> YOUR TASK
What lines in the records below include the word "traversal"? Return each one.

^^^^^^^^^^^^^^^^

//! The seam between the canonical string node id used everywhere in the
//! public data model and the interned [`SymbolId`]/[`FileId`] pair used
//! internally for cache-friendly graph traversal.
//!
//! A node id is `"<relative_file_path>:<qualified_name>"`, or just the
//! relative file path for File nodes. Paths are always forward-slash
//! normalized so ids are stable across platforms (grounded on the
//! teacher's `parsing::paths` helpers, which do the same normalization
//! for module paths).

use dashmap::DashMap;
use parking_lot::RwLock;
use std::path::Path;
use std::sync::Arc;

use crate::types::{FileId, SymbolId};

/// Normalize a filesystem path into the forward-slash relative form used
/// in node ids, regardless of host platform.
pub fn normalize_path(path: &Path) -> String {
    path.components()
        .map(|c| c.as_os_str().to_string_lossy().into_owned())
        .collect::<Vec<_>>()
        .join("/")
}

/// Build a canonical node id from a relative file path and an optional
/// qualified symbol name.
pub fn node_id(relative_file_path: &str, qualified_name: Option<&str>) -> String {
    match qualified_name {
        Some(name) if !name.is_empty() => format!("{relative_file_path}:{name}"),
        _ => relative_file_path.to_string(),
    }
}

/// Split a node id back into its file-path and qualified-name parts.
/// File nodes round-trip with `qualified_name = None`.
pub fn split_node_id(id: &str) -> (&str, Option<&str>) {
    match id.split_once(':') {
        Some((file, name)) => (file, Some(name)),
        None => (id, None),
    }
}

#[derive(Debug, Default)]
struct Interner {
    symbol_ids: DashMap<String, SymbolId>,
    symbol_names: DashMap<SymbolId, String>,
    file_ids: DashMap<String, FileId>,
    file_paths: DashMap<FileId, String>,
    next_symbol: RwLock<u32>,
    next_file: RwLock<u32>,
}

/// Bidirectional mapping between canonical string node ids and the
/// interned integer ids used for in-process traversal. One `IdSpace` is
/// shared (via `Arc`) across the Store, Extractor, and QueryEngine within
/// a single process.
#[derive(Debug, Clone)]
pub struct IdSpace {
    inner: Arc<Interner>,
}

impl Default for IdSpace {
    fn default() -> Self {
        Self::new()
    }
}

impl IdSpace {
    pub fn new() -> Self {
        Self {
            inner: Arc::new(Interner {
                symbol_ids: DashMap::new(),
                symbol_names: DashMap::new(),
                file_ids: DashMap::new(),
                file_paths: DashMap::new(),
                next_symbol: RwLock::new(1),
                next_file: RwLock::new(1),
            }),
        }
    }

    /// Intern a file path, returning its stable `FileId`. Re-interning the
    /// same path returns the same id.
    pub fn intern_file(&self, relative_path: &str) -> FileId {
        if let Some(id) = self.inner.file_ids.get(relative_path) {
            return *id;
        }
        let mut next = self.inner.next_file.write();
        // Re-check under the lock in case of a race between the read above
        // and acquiring the write lock.
        if let Some(id) = self.inner.file_ids.get(relative_path) {
            return *id;
        }
        let id = FileId::new(*next).expect("file id counter never reaches zero");
        *next += 1;
        self.inner.file_ids.insert(relative_path.to_string(), id);
        self.inner.file_paths.insert(id, relative_path.to_string());
        id
    }

    pub fn file_path(&self, id: FileId) -> Option<String> {
        self.inner.file_paths.get(&id).map(|v| v.clone())
    }

    pub fn file_id(&self, relative_path: &str) -> Option<FileId> {
        self.inner.file_ids.get(relative_path).map(|v| *v)
    }

    /// Intern a canonical node id, returning its stable `SymbolId`.
    pub fn intern_node(&self, node_id: &str) -> SymbolId {
        if let Some(id) = self.inner.symbol_ids.get(node_id) {
            return *id;
        }
        let mut next = self.inner.next_symbol.write();
        if let Some(id) = self.inner.symbol_ids.get(node_id) {
            return *id;
        }
        let id = SymbolId::new(*next).expect("symbol id counter never reaches zero");
        *next += 1;
        self.inner.symbol_ids.insert(node_id.to_string(), id);
        self.inner.symbol_names.insert(id, node_id.to_string());
        id
    }

    pub fn node_id_of(&self, id: SymbolId) -> Option<String> {
        self.inner.symbol_names.get(&id).map(|v| v.clone())
    }

    pub fn symbol_id(&self, node_id: &str) -> Option<SymbolId> {
        self.inner.symbol_ids.get(node_id).map(|v| *v)
    }

    /// Drop every interned node id that belongs to the given file (node id
    /// starts with `"{file_path}:"` or equals `file_path` exactly). Used by
    /// the IndexPipeline before re-extracting a file so removed symbols do
    /// not linger as orphaned interned ids.
    pub fn forget_file(&self, relative_path: &str) {
        let prefix = format!("{relative_path}:");
        let stale: Vec<String> = self
            .inner
            .symbol_ids
            .iter()
            .filter(|entry| entry.key() == relative_path || entry.key().starts_with(&prefix))
            .map(|entry| entry.key().clone())
            .collect();
        for node_id in stale {
            if let Some((_, id)) = self.inner.symbol_ids.remove(&node_id) {
                self.inner.symbol_names.remove(&id);
            }
        }
    }
}

#[cfg(test)]
mod tests {
    use super::*;

    #[test]
    fn node_id_formats_file_plus_qualified_name() {
        assert_eq!(node_id("src/a.ts", Some("Foo.bar")), "src/a.ts:Foo.bar");
        assert_eq!(node_id("src/a.ts", None), "src/a.ts");
    }

    #[test]
    fn split_node_id_round_trips() {
        assert_eq!(split_node_id("src/a.ts:Foo.bar"), ("src/a.ts", Some("Foo.bar")));
        assert_eq!(split_node_id("src/a.ts"), ("src/a.ts", None));
    }

    #[test]
    fn interning_is_stable() {
        let space = IdSpace::new();
        let a = space.intern_node("src/a.ts:Foo");
        let b = space.intern_node("src/a.ts:Foo");
        assert_eq!(a, b);
        assert_eq!(space.node_id_of(a).as_deref(), Some("src/a.ts:Foo"));
    }

    #[test]
    fn forget_file_drops_only_that_files_symbols() {
        let space = IdSpace::new();
        let kept = space.intern_node("src/b.ts:Keep");
        space.intern_node("src/a.ts:Foo");
        space.intern_node("src/a.ts:Bar");
        space.intern_node("src/a.ts");
        space.forget_file("src/a.ts");
        assert!(space.symbol_id("src/a.ts:Foo").is_none());
        assert!(space.symbol_id("src/a.ts:Bar").is_none());
        assert!(space.symbol_id("src/a.ts").is_none());
        assert_eq!(space.node_id_of(kept).as_deref(), Some("src/b.ts:Keep"));
    }
}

^^^^^^^^^^^^^^^^

> RESULT BELOW
//! internally for cache-friendly graph traversal.
/// interned integer ids used for in-process traversal. One `IdSpace` is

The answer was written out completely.